A senior Serbian military official confirmed that pieces of the wreckage were removed by souvenir collectors, and that some ended up "in the hands of foreign military attaches."
Efforts to get comment from China's defense ministry and the Pentagon were unsuccessful.
China's multi-role stealth fighter — known as the Chengdu J-20 — made its inaugural flight Jan. 11, revealing dramatic progress in the country's efforts to develop cutting-edge military technologies.
Although the twin-engine J-20 is at least eight or nine years from entering air force inventory, it could become a rival to America's top-of-the-line F-22 Raptor, the successor to the Nighthawk and the only stealth fighter currently in service.
China rolled out the J-20 just days before a visit to Beijing by U.S. Defense Secretary Robert Gates, leading some analysts to speculate that the timing was intended to demonstrate the growing might of China's armed forces.
Despite Chinese President Hu Jintao's high-profile visit to the United States this week, many in Washington see China as an economic threat to the U.S. and worry as well about Beijing's military might.
Parts of the downed F-117 wreckage — such as the left wing with US Air Force insignia, the cockpit canopy, ejection seat, pilot's helmet and radio — are exhibited at Belgrade's aviation museum.
"I don't know what happened to the rest of the plane," said Zoran Milicevic, deputy director of the museum. "A lot of delegations visited us in the past, including the Chinese, Russians and Americans ... but no one showed any interest in taking any part of the jet."
Zoran Kusovac, a Rome-based military consultant, said the regime of former Serbian President Slobodan Milosevic routinely shared captured Western equipment with its Chinese and Russian allies.
"The destroyed F-117 topped that wish-list for both the Russians and Chinese," Kusovac said.
Russia's Sukhoi T-50 prototype stealth fighter made its maiden flight last year and is due to enter service in about four years. It is likely that the Russians also gleaned knowledge of stealth technology from the downed Nighthawk.
The F-117, developed in great secrecy in the 1970s, began service in 1983.
While not completely invisible to radar, its shape and radar-absorbent coating made detection extremely difficult. The radar cross-section was further reduced because the wings' leading and trailing edges were composed of nonmetallic honeycomb structures that do not reflect radar rays.
Kusovac said insight into this critical technology, and particularly the plane's secret radiation-absorbent exterior coating, would have significantly enhanced China's stealth know-how.
Alexander Huang of Taipei's Tamkang University said the J-20 represented a major step forward for China. He described Domazet-Loso's claim as "a logical assessment."
"There is no other stronger source for the origin of the J-20's stealthy technology," said Huang, an expert on China's air force. "The argument the Croatian chief-of-staff makes is legitimate and cannot be ruled out."
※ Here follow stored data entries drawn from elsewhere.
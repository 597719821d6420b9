//! Deterministic candidate selection under a category budget ceiling.
//!
//! The same algorithm serves flights, hotels, and activities: filter to
//! candidates whose total trip cost fits the ceiling, then take the
//! lowest-scoring survivor. Running out of affordable candidates is a normal
//! outcome, not an error; the caller keeps the full list either way.

use serde::Serialize;
use tracing::debug;

use crate::record::{Activity, Flight, Hotel};

/// A candidate the selector can rank. `total_cost` is the cost of carrying
/// this candidate for the whole trip; `score` is lower-is-better.
pub trait RankedCandidate: Clone {
    fn id(&self) -> &str;
    fn total_cost(&self, nights: u32) -> f64;
    fn score(&self) -> f64;
}

impl RankedCandidate for Flight {
    fn id(&self) -> &str {
        &self.id
    }

    // Flight prices are already trip totals.
    fn total_cost(&self, _nights: u32) -> f64 {
        self.price
    }

    /// Lower price and fewer stops both reduce the score.
    fn score(&self) -> f64 {
        self.price * 0.7 + self.stops as f64 * 100.0
    }
}

impl RankedCandidate for Hotel {
    fn id(&self) -> &str {
        &self.id
    }

    fn total_cost(&self, nights: u32) -> f64 {
        self.nightly_rate * nights as f64
    }

    /// Higher rating dominates; nightly price breaks ranks between
    /// similarly rated hotels.
    fn score(&self) -> f64 {
        self.rating * -100.0 + self.nightly_rate
    }
}

impl RankedCandidate for Activity {
    fn id(&self) -> &str {
        &self.id
    }

    fn total_cost(&self, _nights: u32) -> f64 {
        self.price
    }

    fn score(&self) -> f64 {
        self.price - self.rating * 50.0
    }
}

/// Result of one selection pass.
#[derive(Debug, Clone, Serialize)]
pub enum SelectionOutcome<C> {
    Selected { choice: C, score: f64 },
    /// Nothing fit under the ceiling. Carries the price of the cheapest
    /// candidate so the message can name the gap.
    NoneAffordable { cheapest: f64, message: String },
    /// The provider returned no candidates at all.
    NoCandidates,
}

impl<C> SelectionOutcome<C> {
    pub fn selected(&self) -> Option<&C> {
        match self {
            SelectionOutcome::Selected { choice, .. } => Some(choice),
            _ => None,
        }
    }

    pub fn note(&self) -> Option<String> {
        match self {
            SelectionOutcome::Selected { .. } => None,
            SelectionOutcome::NoneAffordable { message, .. } => Some(message.clone()),
            SelectionOutcome::NoCandidates => Some("no candidates returned".to_string()),
        }
    }
}

/// Pick the best affordable candidate for one budget category.
///
/// Deterministic: score ties break on the lexicographically smallest id, so
/// repeated runs over the same list always agree regardless of input order.
pub fn select<C: RankedCandidate>(
    category: &str,
    candidates: &[C],
    ceiling: f64,
    nights: u32,
) -> SelectionOutcome<C> {
    if candidates.is_empty() {
        debug!(category, "selector received no candidates");
        return SelectionOutcome::NoCandidates;
    }

    let affordable: Vec<&C> = candidates
        .iter()
        .filter(|c| c.total_cost(nights) <= ceiling)
        .collect();

    if affordable.is_empty() {
        let cheapest = candidates
            .iter()
            .map(|c| c.total_cost(nights))
            .fold(f64::INFINITY, f64::min);
        let message = format!(
            "no affordable {category}: cheapest option costs {cheapest:.2} against a {ceiling:.2} ceiling"
        );
        debug!(category, cheapest, ceiling, "no affordable candidate");
        return SelectionOutcome::NoneAffordable { cheapest, message };
    }

    let best = affordable
        .into_iter()
        .min_by(|a, b| {
            a.score()
                .total_cmp(&b.score())
                .then_with(|| a.id().cmp(b.id()))
        })
        .expect("affordable list is non-empty");

    debug!(category, id = best.id(), score = best.score(), "candidate selected");
    SelectionOutcome::Selected {
        choice: best.clone(),
        score: best.score(),
    }
}

#[cfg(test)]
mod tests {
    use super::*;

    fn flight(id: &str, price: f64, stops: u32) -> Flight {
        Flight {
            id: id.to_string(),
            price,
            stops,
        }
    }

    fn hotel(id: &str, nightly_rate: f64, rating: f64) -> Hotel {
        Hotel {
            id: id.to_string(),
            nightly_rate,
            rating,
        }
    }

    #[test]
    fn direct_flight_beats_cheaper_one_stop() {
        // 500 * 0.7 = 350 vs 450 * 0.7 + 100 = 415.
        let candidates = vec![flight("FL-1", 500.0, 0), flight("FL-2", 450.0, 1)];
        let outcome = select("flight", &candidates, 600.0, 7);

        let choice = outcome.selected().unwrap();
        assert_eq!(choice.id, "FL-1");
        assert_eq!(choice.price, 500.0);
    }

    #[test]
    fn selection_never_exceeds_ceiling() {
        let candidates = vec![
            flight("FL-1", 900.0, 0),
            flight("FL-2", 450.0, 1),
            flight("FL-3", 500.0, 2),
        ];
        let outcome = select("flight", &candidates, 600.0, 7);

        let choice = outcome.selected().unwrap();
        assert!(choice.price <= 600.0);
        assert_eq!(choice.id, "FL-2");
    }

    #[test]
    fn no_affordable_candidate_names_the_gap() {
        let candidates = vec![flight("FL-1", 900.0, 0), flight("FL-2", 750.0, 1)];
        let outcome = select("flight", &candidates, 600.0, 7);

        assert!(outcome.selected().is_none());
        match outcome {
            SelectionOutcome::NoneAffordable { cheapest, message } => {
                assert_eq!(cheapest, 750.0);
                assert!(message.contains("750.00"));
                assert!(message.contains("600.00"));
            }
            other => panic!("expected NoneAffordable, got {other:?}"),
        }
    }

    #[test]
    fn empty_candidate_list_is_its_own_outcome() {
        let outcome = select::<Flight>("flight", &[], 600.0, 7);
        assert!(matches!(outcome, SelectionOutcome::NoCandidates));
    }

    #[test]
    fn hotel_rating_dominates_price() {
        // 4.5-star at 180: score -270. 3.0-star at 90: score -210.
        let candidates = vec![hotel("HT-1", 90.0, 3.0), hotel("HT-2", 180.0, 4.5)];
        let outcome = select("hotel", &candidates, 2000.0, 7);

        assert_eq!(outcome.selected().unwrap().id, "HT-2");
    }

    #[test]
    fn hotel_cost_is_nightly_rate_times_nights() {
        // 200/night for 7 nights is 1400, over a 1000 ceiling.
        let candidates = vec![hotel("HT-1", 200.0, 5.0), hotel("HT-2", 120.0, 3.5)];
        let outcome = select("hotel", &candidates, 1000.0, 7);

        assert_eq!(outcome.selected().unwrap().id, "HT-2");
    }

    #[test]
    fn score_ties_break_on_lowest_id() {
        // Identical price and stops, so identical scores.
        let candidates = vec![flight("FL-B", 400.0, 1), flight("FL-A", 400.0, 1)];
        let outcome = select("flight", &candidates, 600.0, 7);
        assert_eq!(outcome.selected().unwrap().id, "FL-A");

        // Same list, reversed order: same winner.
        let reversed = vec![flight("FL-A", 400.0, 1), flight("FL-B", 400.0, 1)];
        let outcome = select("flight", &reversed, 600.0, 7);
        assert_eq!(outcome.selected().unwrap().id, "FL-A");
    }

    #[test]
    fn selection_is_deterministic_across_runs() {
        let candidates = vec![
            flight("FL-1", 520.0, 1),
            flight("FL-2", 480.0, 2),
            flight("FL-3", 610.0, 0),
        ];
        let first = select("flight", &candidates, 700.0, 7);
        for _ in 0..10 {
            let again = select("flight", &candidates, 700.0, 7);
            assert_eq!(
                first.selected().map(|f| f.id.clone()),
                again.selected().map(|f| f.id.clone())
            );
        }
    }
}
The Chinese are well-known perpetrators of industrial espionage in Western Europe and the United States, where the administration has also been increasingly aggressive in prosecuting cases of Chinese espionage.
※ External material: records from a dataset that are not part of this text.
//! Mock search provider and generation service for tests.

use async_trait::async_trait;
use std::sync::atomic::{AtomicUsize, Ordering};

use crate::error::{Error, Result};
use crate::generation::{Generated, GenerationError, GenerationRequest, GenerationService, TokenUsage};
use crate::record::{Activity, Flight, Hotel};
use crate::search::SearchProvider;

/// Search provider returning fixed candidate lists.
#[derive(Default)]
pub struct MockSearchProvider {
    pub flights: Vec<Flight>,
    pub hotels: Vec<Hotel>,
    pub activities: Vec<Activity>,
    /// When set, every search call errors to exercise the degradation path.
    pub fail: bool,
}

impl MockSearchProvider {
    pub fn new(flights: Vec<Flight>, hotels: Vec<Hotel>, activities: Vec<Activity>) -> Self {
        Self {
            flights,
            hotels,
            activities,
            fail: false,
        }
    }

    pub fn failing() -> Self {
        Self {
            fail: true,
            ..Default::default()
        }
    }
}

#[async_trait]
impl SearchProvider for MockSearchProvider {
    async fn search_flights(&self, _destination: &str, _duration_days: u32) -> Result<Vec<Flight>> {
        if self.fail {
            return Err(Error::Search("mock flight search failure".to_string()));
        }
        Ok(self.flights.clone())
    }

    async fn search_hotels(&self, _destination: &str, _duration_days: u32) -> Result<Vec<Hotel>> {
        if self.fail {
            return Err(Error::Search("mock hotel search failure".to_string()));
        }
        Ok(self.hotels.clone())
    }

    async fn search_activities(
        &self,
        _destination: &str,
        _duration_days: u32,
    ) -> Result<Vec<Activity>> {
        if self.fail {
            return Err(Error::Search("mock activity search failure".to_string()));
        }
        Ok(self.activities.clone())
    }
}

/// Generation service with a canned response or a permanent failure mode.
/// Counts calls so tests can assert the one-call-per-invocation-point rule.
pub struct MockGenerationService {
    response: Option<String>,
    calls: AtomicUsize,
}

impl MockGenerationService {
    pub fn with_response(text: &str) -> Self {
        Self {
            response: Some(text.to_string()),
            calls: AtomicUsize::new(0),
        }
    }

    pub fn failing() -> Self {
        Self {
            response: None,
            calls: AtomicUsize::new(0),
        }
    }

    pub fn call_count(&self) -> usize {
        self.calls.load(Ordering::SeqCst)
    }
}

#[async_trait]
impl GenerationService for MockGenerationService {
    async fn generate(
        &self,
        request: GenerationRequest,
    ) -> std::result::Result<Generated, GenerationError> {
        self.calls.fetch_add(1, Ordering::SeqCst);

        match &self.response {
            Some(text) => Ok(Generated {
                text: text.clone(),
                usage: TokenUsage {
                    input_tokens: request.prompt.len() / 4,
                    output_tokens: text.len() / 4,
                },
                model: "mock-model".to_string(),
            }),
            None => Err(GenerationError::Unavailable(
                "mock generation failure".to_string(),
            )),
        }
    }
}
Western diplomats have said China maintained an intelligence post in its Belgrade embassy during the Kosovo war. The building was mistakenly struck by U.S. bombers that May, killing three people inside.
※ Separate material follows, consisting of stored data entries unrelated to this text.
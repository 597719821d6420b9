//! # Wayfarer
//!
//! A trip-planning pipeline that runs a small set of dependent computation
//! stages over a single planning record, with routing between stages decided
//! by data computed earlier in the same run.
//!
//! ## Modules
//!
//! - `budget` - Budget feasibility analysis and the four-way breakdown
//! - `config` - TOML + environment configuration for the generation service
//! - `generation` - External text-generation client with timeout and fallback contract
//! - `record` - The planning record threaded through all stages
//! - `regions` - Ordered keyword rules classifying destinations into regions
//! - `search` - Search provider boundary and the built-in catalog provider
//! - `selector` - Deterministic candidate scoring and selection under a ceiling
//! - `stages` - Terminal stage bodies and their pure fallback templates
//! - `workflow` - Stage graph, routing table, and the sequential driver
//! - `testing` - Mock collaborators for tests

pub mod budget;
pub mod config;
pub mod error;
pub mod generation;
pub mod record;
pub mod regions;
pub mod search;
pub mod selector;
pub mod stages;
pub mod workflow;

pub mod testing;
"What that means is that the Serbs and Chinese would have been sharing their intelligence," said Alexander Neill, head of the Asia security program at the Royal United Services Institute, a defense think tank in London. "It's very likely that they shared the technology they recovered from the F-117, and it's very plausible that elements of the F-117 got to China."
More From Yahoo
Stojanovic reported from Belgrade. Associated Press reporters Snjezana Vukic in Zagreb, and Peter Enav in Taipei contributed to this report.
January 23rd, 2011
Twitter and Facebook don't connect people – they isolate them from reality, say a rising number of academics
An American student checks in on his smart phone. Critics of social networking say it is having an isolating effect on users. Photograph: Najlah Feanny/Corbis
Paul Harris in New York
The way in which people frantically communicate online via Twitter, Facebook and instant messaging can be seen as a form of modern madness, according to a leading American sociologist.
"A behaviour that has become typical may still express the problems that once caused us to see it as pathological," MIT professor Sherry Turkle writes in her new book, Alone Together, which is leading an attack on the information age.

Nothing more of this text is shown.